A big earthquake attacked north-eastern Japan at 14:46 on March 11, 2011. After about 40 minutes to one hour from the first quake, large tsunami attacked the coast of Tohoku and Kanto area, resulting the disaster named as the Great East Japan Earthquake. The earthquake and tsunami caused the reactor accident with meltdown of the fuels for operating three reactors at Fukushima Daiichi Nuclear Power Station of the Tokyo Electric Power Co.(TEPCO). The radioactive materials were discharged in atmosphere. The residents around the Nuclear Power Station were evacuated. The activities for settlement of the accident started and many lessons were learned from the accident. Present paper reviews the sequence of the accident, the actions for the settlement of the accident conducted by the TEPCO, the Government, et al., the lessons learned and the actions for them, and finally author's impression for the fundamental cause of the accident.

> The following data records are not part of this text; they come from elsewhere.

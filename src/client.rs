use std::fmt;
use std::sync::Arc;
use std::time::Duration;

use reqwest::StatusCode;
use serde::de::DeserializeOwned;
use tokio::time::sleep;

use crate::{
    region::DEFAULT_REGION,
    retry::{backoff_delay, DefaultRetryPolicy, RetryDecision, RetryPolicy},
    AwsError, AwsRequest, ClientOptions, Credentials, Result, SignedRequest, Signer,
};

/// Signs AWS requests and dispatches them with retry and backoff.
///
/// The client holds no per-call state: every [`AwsClient::send`] owns its
/// signed request and attempt counter, so one client can serve any number
/// of concurrent calls.
#[derive(Clone)]
pub struct AwsClient {
    http: reqwest::Client,
    signer: Signer,
    options: ClientOptions,
    retry_policy: Arc<dyn RetryPolicy>,
}

impl fmt::Debug for AwsClient {
    fn fmt(&self, f: &mut fmt::Formatter<'_>) -> fmt::Result {
        f.debug_struct("AwsClient")
            .field("signer", &self.signer)
            .field("options", &self.options)
            .field("retry_policy", &"<dyn RetryPolicy>")
            .finish()
    }
}

impl AwsClient {
    /// Creates a client signing with `credentials` in `region`.
    pub fn new(credentials: Credentials, region: impl Into<String>) -> Self {
        Self::from_signer(Signer::new(Some(credentials), region))
    }

    /// Creates a client around an existing signer.
    ///
    /// A signer without credentials is accepted; every send then fails
    /// with [`AwsError::Configuration`] before anything is transmitted.
    pub fn from_signer(signer: Signer) -> Self {
        Self {
            http: reqwest::Client::new(),
            signer,
            options: ClientOptions::default(),
            retry_policy: Arc::new(DefaultRetryPolicy::default()),
        }
    }

    /// Creates a client from environment variables.
    ///
    /// Reads:
    /// - `AWS_ACCESS_KEY_ID`, `AWS_SECRET_ACCESS_KEY`, `AWS_SESSION_TOKEN` (optional)
    /// - `AWS_REGION`, falling back to `AWS_DEFAULT_REGION`, then `us-east-1`
    pub fn from_env() -> Result<Self> {
        let credentials = Credentials::from_env()?;
        let region = ["AWS_REGION", "AWS_DEFAULT_REGION"]
            .iter()
            .filter_map(|name| std::env::var(name).ok())
            .find(|value| !value.trim().is_empty())
            .unwrap_or_else(|| DEFAULT_REGION.to_owned());
        Ok(Self::new(credentials, region))
    }

    /// Applies client options such as timeout and retry behavior.
    pub fn with_options(mut self, opts: ClientOptions) -> Self {
        self.options = opts;
        self
    }

    /// Replaces the default retry policy for every call of this client.
    pub fn with_retry_policy(mut self, policy: impl RetryPolicy + 'static) -> Self {
        self.retry_policy = Arc::new(policy);
        self
    }

    /// Uses a preconfigured `reqwest` client as transport.
    pub fn with_http_client(mut self, http: reqwest::Client) -> Self {
        self.http = http;
        self
    }

    pub fn options(&self) -> &ClientOptions {
        &self.options
    }

    pub fn signer(&self) -> &Signer {
        &self.signer
    }

    pub fn region(&self) -> &str {
        self.signer.region()
    }

    /// Signs `request` once and sends it until it succeeds, fails
    /// permanently, or runs out of attempts. Returns the raw success body.
    pub async fn send(&self, request: AwsRequest) -> Result<Vec<u8>> {
        let policy = request
            .retry_policy
            .clone()
            .unwrap_or_else(|| Arc::clone(&self.retry_policy));
        let max_attempts = request
            .max_attempts
            .unwrap_or(self.options.max_attempts)
            .max(1);

        let signed = self.signer.sign(request)?;
        self.dispatch(&signed, &*policy, max_attempts).await
    }

    /// Sends `request` and decodes the success body as JSON.
    pub async fn send_json<O: DeserializeOwned>(&self, request: AwsRequest) -> Result<O> {
        let body = self.send(request).await?;
        serde_json::from_slice(&body).map_err(|err| {
            AwsError::Decode(format!(
                "invalid response JSON: {err}; body: {}",
                String::from_utf8_lossy(&body)
            ))
        })
    }

    async fn dispatch(
        &self,
        signed: &SignedRequest,
        policy: &dyn RetryPolicy,
        max_attempts: usize,
    ) -> Result<Vec<u8>> {
        let mut attempt = 1usize;
        loop {
            #[cfg(feature = "tracing")]
            tracing::debug!(attempt, max_attempts, url = %signed.url(), "sending request");

            let last = match self.send_once(signed).await {
                Ok((status, body)) => match policy.classify(status, &body) {
                    RetryDecision::Success => return Ok(body),
                    RetryDecision::Fail(err) => return Err(err),
                    RetryDecision::Retry(last) => last,
                },
                Err(err) if err.is_timeout() && self.options.retry_timeouts => None,
                Err(err) => return Err(AwsError::Transport(err)),
            };

            if attempt >= max_attempts {
                #[cfg(feature = "tracing")]
                tracing::debug!(attempts = attempt, "retry budget exhausted");

                return Err(AwsError::RetriesExhausted {
                    attempts: attempt,
                    last,
                });
            }

            self.wait_before_retry(attempt).await;
            attempt += 1;
        }
    }

    /// One attempt: transmit and buffer the whole body before classification.
    async fn send_once(
        &self,
        signed: &SignedRequest,
    ) -> std::result::Result<(StatusCode, Vec<u8>), reqwest::Error> {
        let response = signed
            .to_reqwest(&self.http)
            .timeout(Duration::from_millis(self.options.timeout_ms))
            .send()
            .await?;
        let status = response.status();
        let body = response.bytes().await?;
        Ok((status, body.to_vec()))
    }

    /// Waits `retry_backoff_ms × 2^attempt` before the next attempt.
    async fn wait_before_retry(&self, attempt: usize) {
        let delay = backoff_delay(Duration::from_millis(self.options.retry_backoff_ms), attempt);

        #[cfg(feature = "tracing")]
        tracing::debug!(attempt, delay_ms = delay.as_millis() as u64, "retrying request");

        sleep(delay).await;
    }
}

#[cfg(test)]
mod tests {
    use super::AwsClient;
    use crate::{ClientOptions, Credentials};

    #[test]
    fn debug_redacts_secret_key() {
        let client = AwsClient::new(Credentials::new("AKID", "very-secret-key"), "us-east-1");
        let debug = format!("{client:?}");
        assert!(debug.contains("<redacted>"));
        assert!(!debug.contains("very-secret-key"));
    }

    #[test]
    fn defaults_follow_client_options() {
        let client = AwsClient::new(Credentials::new("AKID", "secret"), "eu-west-1");
        assert_eq!(client.options(), &ClientOptions::default());
        assert_eq!(client.options().max_attempts, 5);
        assert_eq!(client.options().retry_backoff_ms, 100);
        assert_eq!(client.region(), "eu-west-1");
    }
}
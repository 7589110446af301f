//! Retry classification for service responses.
//!
//! A [`RetryPolicy`] looks at the status and the fully buffered body of a
//! response and decides whether the call succeeded, failed for good, or
//! should be sent again. [`DefaultRetryPolicy`] implements the AWS JSON
//! policy: throttling and server errors are transient, everything else at
//! or above 400 is the caller's problem.

use std::time::Duration;

use reqwest::StatusCode;

use crate::{AwsError, ServiceError};

/// Error kind AWS uses to signal rate limiting.
pub const THROTTLING: &str = "Throttling";

/// Outcome of classifying one response.
#[derive(Debug)]
pub enum RetryDecision {
    /// Return the body to the caller.
    Success,
    /// Stop and report this error.
    Fail(AwsError),
    /// Send the same signed request again, if budget remains.
    Retry(Option<ServiceError>),
}

/// Decides, from status and raw body, what happens to a response.
pub trait RetryPolicy: Send + Sync {
    fn classify(&self, status: StatusCode, body: &[u8]) -> RetryDecision;
}

impl<F> RetryPolicy for F
where
    F: Fn(StatusCode, &[u8]) -> RetryDecision + Send + Sync,
{
    fn classify(&self, status: StatusCode, body: &[u8]) -> RetryDecision {
        self(status, body)
    }
}

/// Retries throttling at any failure status and any status of 500 or more.
#[derive(Clone, Debug, Eq, PartialEq)]
pub struct DefaultRetryPolicy {
    throttling_kind: String,
}

impl Default for DefaultRetryPolicy {
    fn default() -> Self {
        Self::with_throttling_kind(THROTTLING)
    }
}

impl DefaultRetryPolicy {
    /// Uses a different throttling sentinel, e.g. a DynamoDB exception name.
    pub fn with_throttling_kind(kind: impl Into<String>) -> Self {
        Self {
            throttling_kind: kind.into(),
        }
    }

    pub fn throttling_kind(&self) -> &str {
        &self.throttling_kind
    }
}

impl RetryPolicy for DefaultRetryPolicy {
    fn classify(&self, status: StatusCode, body: &[u8]) -> RetryDecision {
        if status.as_u16() < 400 {
            return RetryDecision::Success;
        }

        let error = match decode_service_error(status, body) {
            Ok(error) => error,
            Err(err) => return RetryDecision::Fail(err),
        };

        if error.kind == self.throttling_kind || status.is_server_error() {
            RetryDecision::Retry(Some(error))
        } else {
            RetryDecision::Fail(AwsError::Service(error))
        }
    }
}

/// Decodes a `{"__type", "message"}` error document.
///
/// Any body that does not have that shape is [`AwsError::MalformedErrorBody`].
pub fn decode_service_error(status: StatusCode, body: &[u8]) -> Result<ServiceError, AwsError> {
    serde_json::from_slice::<ServiceError>(body)
        .map(|error| error.with_status(status.as_u16()))
        .map_err(|err| AwsError::MalformedErrorBody {
            status: status.as_u16(),
            body: String::from_utf8_lossy(body).into_owned(),
            reason: err.to_string(),
        })
}

/// Wait before the retry that follows attempt `attempt` (1-based): `base × 2^attempt`.
pub fn backoff_delay(base: Duration, attempt: usize) -> Duration {
    let exp = attempt.min(20) as u32;
    base.saturating_mul(1u32 << exp)
}
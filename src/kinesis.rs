//! Kinesis Data Streams operations over [`AwsClient`].
//!
//! Each operation builds its JSON body, names its `Kinesis_20131202.*`
//! target and hands the request to the client; signing, retry and error
//! classification all happen there.

use base64::{engine::general_purpose::STANDARD, Engine as _};
use serde::{Deserialize, Serialize};

use crate::region::{Region, Service};
use crate::{AwsClient, AwsError, AwsRequest, Result};

const TARGET_PREFIX: &str = "Kinesis_20131202";

/// Kinesis endpoint bound to a client.
#[derive(Clone, Debug)]
pub struct KinesisService {
    client: AwsClient,
    endpoint: String,
}

impl KinesisService {
    /// Uses an explicit endpoint, e.g. a local emulator.
    pub fn new(client: AwsClient, endpoint: impl Into<String>) -> Self {
        Self {
            client,
            endpoint: endpoint.into(),
        }
    }

    pub fn for_region(client: AwsClient, region: Region) -> Self {
        let endpoint = region.endpoint(Service::Kinesis);
        Self::new(client, endpoint)
    }

    /// Uses the endpoint of the client's signing region.
    pub fn from_client(client: AwsClient) -> Result<Self> {
        let region = Region::require(client.region())?;
        Ok(Self::for_region(client, region))
    }

    pub fn endpoint(&self) -> &str {
        &self.endpoint
    }

    /// Handle to an existing stream. Does not contact the service.
    pub fn stream(&self, name: impl Into<String>) -> Stream {
        Stream {
            name: name.into(),
            service: self.clone(),
        }
    }

    pub async fn create_stream(&self, name: &str, shard_count: u32) -> Result<Stream> {
        let input = CreateStreamInput {
            shard_count,
            stream_name: name,
        };
        self.client.send(self.request("CreateStream", &input)?).await?;
        Ok(self.stream(name))
    }

    /// Lists every stream, following `HasMoreStreams` pages.
    pub async fn list_streams(&self) -> Result<Vec<Stream>> {
        let mut streams = Vec::new();
        let mut start: Option<String> = None;
        loop {
            let input = ListStreamsInput {
                exclusive_start_stream_name: start.as_deref(),
                limit: None,
            };
            let page: ListStreamsOutput = self
                .client
                .send_json(self.request("ListStreams", &input)?)
                .await?;

            start = page.stream_names.last().cloned();
            streams.extend(page.stream_names.into_iter().map(|name| self.stream(name)));

            if !page.has_more_streams || start.is_none() {
                return Ok(streams);
            }
        }
    }

    fn request<T: Serialize>(&self, operation: &str, input: &T) -> Result<AwsRequest> {
        let target = format!("{TARGET_PREFIX}.{operation}");
        Ok(AwsRequest::json(&self.endpoint, &target, input)?.service(Service::Kinesis.name()))
    }
}

/// A named Kinesis stream.
#[derive(Clone, Debug)]
pub struct Stream {
    name: String,
    service: KinesisService,
}

impl Stream {
    pub fn name(&self) -> &str {
        &self.name
    }

    /// Puts one record. `data` is base64 encoded on the wire.
    pub async fn put_record(&self, partition_key: &str, data: &[u8]) -> Result<()> {
        let input = PutRecordInput {
            data: STANDARD.encode(data),
            partition_key,
            stream_name: &self.name,
        };
        self.service
            .client
            .send(self.service.request("PutRecord", &input)?)
            .await?;
        Ok(())
    }

    pub async fn delete(&self) -> Result<()> {
        let input = StreamNameInput {
            stream_name: &self.name,
        };
        self.service
            .client
            .send(self.service.request("DeleteStream", &input)?)
            .await?;
        Ok(())
    }

    /// Describes the stream, collecting shards across `HasMoreShards` pages.
    pub async fn describe(&self) -> Result<StreamDescription> {
        let mut description: Option<StreamDescription> = None;
        loop {
            let input = DescribeStreamInput {
                exclusive_start_shard_id: description
                    .as_ref()
                    .and_then(|d| d.shards.last())
                    .map(|shard| shard.shard_id.as_str()),
                limit: None,
                stream_name: &self.name,
            };
            let page: DescribeStreamOutput = self
                .service
                .client
                .send_json(self.service.request("DescribeStream", &input)?)
                .await?;
            let page = page.stream_description;

            let merged = match description.take() {
                None => page,
                Some(mut acc) => {
                    acc.has_more_shards = page.has_more_shards;
                    acc.shards.extend(page.shards);
                    acc
                }
            };

            if !merged.has_more_shards || merged.shards.is_empty() {
                return Ok(merged);
            }
            description = Some(merged);
        }
    }

    pub async fn get_records(&self, input: &GetRecordsInput) -> Result<GetRecordsOutput> {
        self.service
            .client
            .send_json(self.service.request("GetRecords", input)?)
            .await
    }

    pub fn shard(&self, shard_id: impl Into<String>) -> Shard {
        Shard {
            id: shard_id.into(),
            stream: self.clone(),
        }
    }
}

/// A shard of a [`Stream`].
#[derive(Clone, Debug)]
pub struct Shard {
    id: String,
    stream: Stream,
}

impl Shard {
    pub fn id(&self) -> &str {
        &self.id
    }

    /// `starting_sequence_number` is only used by the `*SequenceNumber` iterator types.
    pub async fn get_shard_iterator(
        &self,
        iterator_type: ShardIteratorType,
        starting_sequence_number: Option<&str>,
    ) -> Result<String> {
        let input = GetShardIteratorInput {
            shard_id: &self.id,
            shard_iterator_type: iterator_type,
            starting_sequence_number,
            stream_name: &self.stream.name,
        };
        let service = &self.stream.service;
        let output: GetShardIteratorOutput = service
            .client
            .send_json(service.request("GetShardIterator", &input)?)
            .await?;
        Ok(output.shard_iterator)
    }
}

#[derive(Clone, Copy, Debug, Eq, PartialEq, Serialize)]
#[serde(rename_all = "SCREAMING_SNAKE_CASE")]
pub enum ShardIteratorType {
    AtSequenceNumber,
    AfterSequenceNumber,
    TrimHorizon,
    Latest,
}

#[derive(Clone, Debug, PartialEq, Eq, Deserialize)]
#[serde(rename_all = "PascalCase")]
pub struct StreamDescription {
    #[serde(default)]
    pub has_more_shards: bool,
    #[serde(default)]
    pub shards: Vec<ShardDescription>,
    #[serde(rename = "StreamARN")]
    pub stream_arn: String,
    pub stream_name: String,
    pub stream_status: String,
}

#[derive(Clone, Debug, PartialEq, Eq, Deserialize)]
#[serde(rename_all = "PascalCase")]
pub struct ShardDescription {
    #[serde(default)]
    pub adjacent_parent_shard_id: Option<String>,
    pub hash_key_range: HashKeyRange,
    #[serde(default)]
    pub parent_shard_id: Option<String>,
    pub sequence_number_range: SequenceNumberRange,
    pub shard_id: String,
}

#[derive(Clone, Debug, PartialEq, Eq, Deserialize)]
#[serde(rename_all = "PascalCase")]
pub struct HashKeyRange {
    pub ending_hash_key: String,
    pub starting_hash_key: String,
}

/// An open shard has no ending sequence number.
#[derive(Clone, Debug, PartialEq, Eq, Deserialize)]
#[serde(rename_all = "PascalCase")]
pub struct SequenceNumberRange {
    #[serde(default)]
    pub ending_sequence_number: Option<String>,
    pub starting_sequence_number: String,
}

#[derive(Clone, Debug, PartialEq, Eq, Serialize)]
#[serde(rename_all = "PascalCase")]
pub struct GetRecordsInput {
    #[serde(skip_serializing_if = "Option::is_none")]
    pub limit: Option<u32>,
    pub shard_iterator: String,
}

impl GetRecordsInput {
    pub fn new(shard_iterator: impl Into<String>) -> Self {
        Self {
            limit: None,
            shard_iterator: shard_iterator.into(),
        }
    }

    pub fn with_limit(mut self, limit: u32) -> Self {
        self.limit = Some(limit);
        self
    }
}

#[derive(Clone, Debug, PartialEq, Eq, Deserialize)]
#[serde(rename_all = "PascalCase")]
pub struct GetRecordsOutput {
    /// `None` once the shard is closed and fully read.
    #[serde(default)]
    pub next_shard_iterator: Option<String>,
    #[serde(default)]
    pub records: Vec<Record>,
    #[serde(default)]
    pub millis_behind_latest: Option<u64>,
}

#[derive(Clone, Debug, PartialEq, Eq, Deserialize)]
#[serde(rename_all = "PascalCase")]
pub struct Record {
    /// Base64 data blob as sent by the service.
    pub data: String,
    pub partition_key: String,
    pub sequence_number: String,
}

impl Record {
    pub fn decode_data(&self) -> Result<Vec<u8>> {
        STANDARD.decode(&self.data).map_err(|err| {
            AwsError::Decode(format!(
                "record {} has invalid base64 data: {err}",
                self.sequence_number
            ))
        })
    }
}

#[derive(Serialize)]
#[serde(rename_all = "PascalCase")]
struct CreateStreamInput<'a> {
    shard_count: u32,
    stream_name: &'a str,
}

#[derive(Serialize)]
#[serde(rename_all = "PascalCase")]
struct StreamNameInput<'a> {
    stream_name: &'a str,
}

#[derive(Serialize)]
#[serde(rename_all = "PascalCase")]
struct ListStreamsInput<'a> {
    #[serde(skip_serializing_if = "Option::is_none")]
    exclusive_start_stream_name: Option<&'a str>,
    #[serde(skip_serializing_if = "Option::is_none")]
    limit: Option<u32>,
}

#[derive(Deserialize)]
#[serde(rename_all = "PascalCase")]
struct ListStreamsOutput {
    #[serde(default)]
    has_more_streams: bool,
    #[serde(default)]
    stream_names: Vec<String>,
}

#[derive(Serialize)]
#[serde(rename_all = "PascalCase")]
struct PutRecordInput<'a> {
    data: String,
    partition_key: &'a str,
    stream_name: &'a str,
}

#[derive(Serialize)]
#[serde(rename_all = "PascalCase")]
struct DescribeStreamInput<'a> {
    #[serde(skip_serializing_if = "Option::is_none")]
    exclusive_start_shard_id: Option<&'a str>,
    #[serde(skip_serializing_if = "Option::is_none")]
    limit: Option<u32>,
    stream_name: &'a str,
}

#[derive(Deserialize)]
#[serde(rename_all = "PascalCase")]
struct DescribeStreamOutput {
    stream_description: StreamDescription,
}

#[derive(Serialize)]
#[serde(rename_all = "PascalCase")]
struct GetShardIteratorInput<'a> {
    shard_id: &'a str,
    shard_iterator_type: ShardIteratorType,
    #[serde(skip_serializing_if = "Option::is_none")]
    starting_sequence_number: Option<&'a str>,
    stream_name: &'a str,
}

#[derive(Deserialize)]
#[serde(rename_all = "PascalCase")]
struct GetShardIteratorOutput {
    shard_iterator: String,
}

Boron Neutron Capture Therapy

BNCT is a therapy which selectively destroys the cancer cells by high LET and short track range particles through ¹⁰B(n, α)⁷Li reaction. Their ranges of particle and ⁷Li nucleus are respectively 9μm and 4μm, and do not exceed the diameter of general cancer cell. For this reason, selective accumulation of ¹⁰B compound in tumor cell or tissue is necessary. The clinical study which started in the U.S.A. was continued by the researchers in Japan, and BNCT has entered into new era at the beginning of 21^st century supported by the results of basic and clinical researches, especially those in the end of 1980s and 1990s. An area of clinical study has expanded from malignant brain tumor and malignant melanoma to recurrent H & N tumor after standard treatment, liver cancer with multiple lesions, malignant pleural mesothelioma, etc. For a long time, research reactor has been used as neutron source. But it is quite inconvenient as clinical facility because of heavy task for safety control and limited site for construction. To dissolve this problem, the accelerator for BNCT has been developed by Kyoto University Research Reactor Institute and Sumitomo Heavy Industries, Ltd. as a substitute of research reactor first in the world.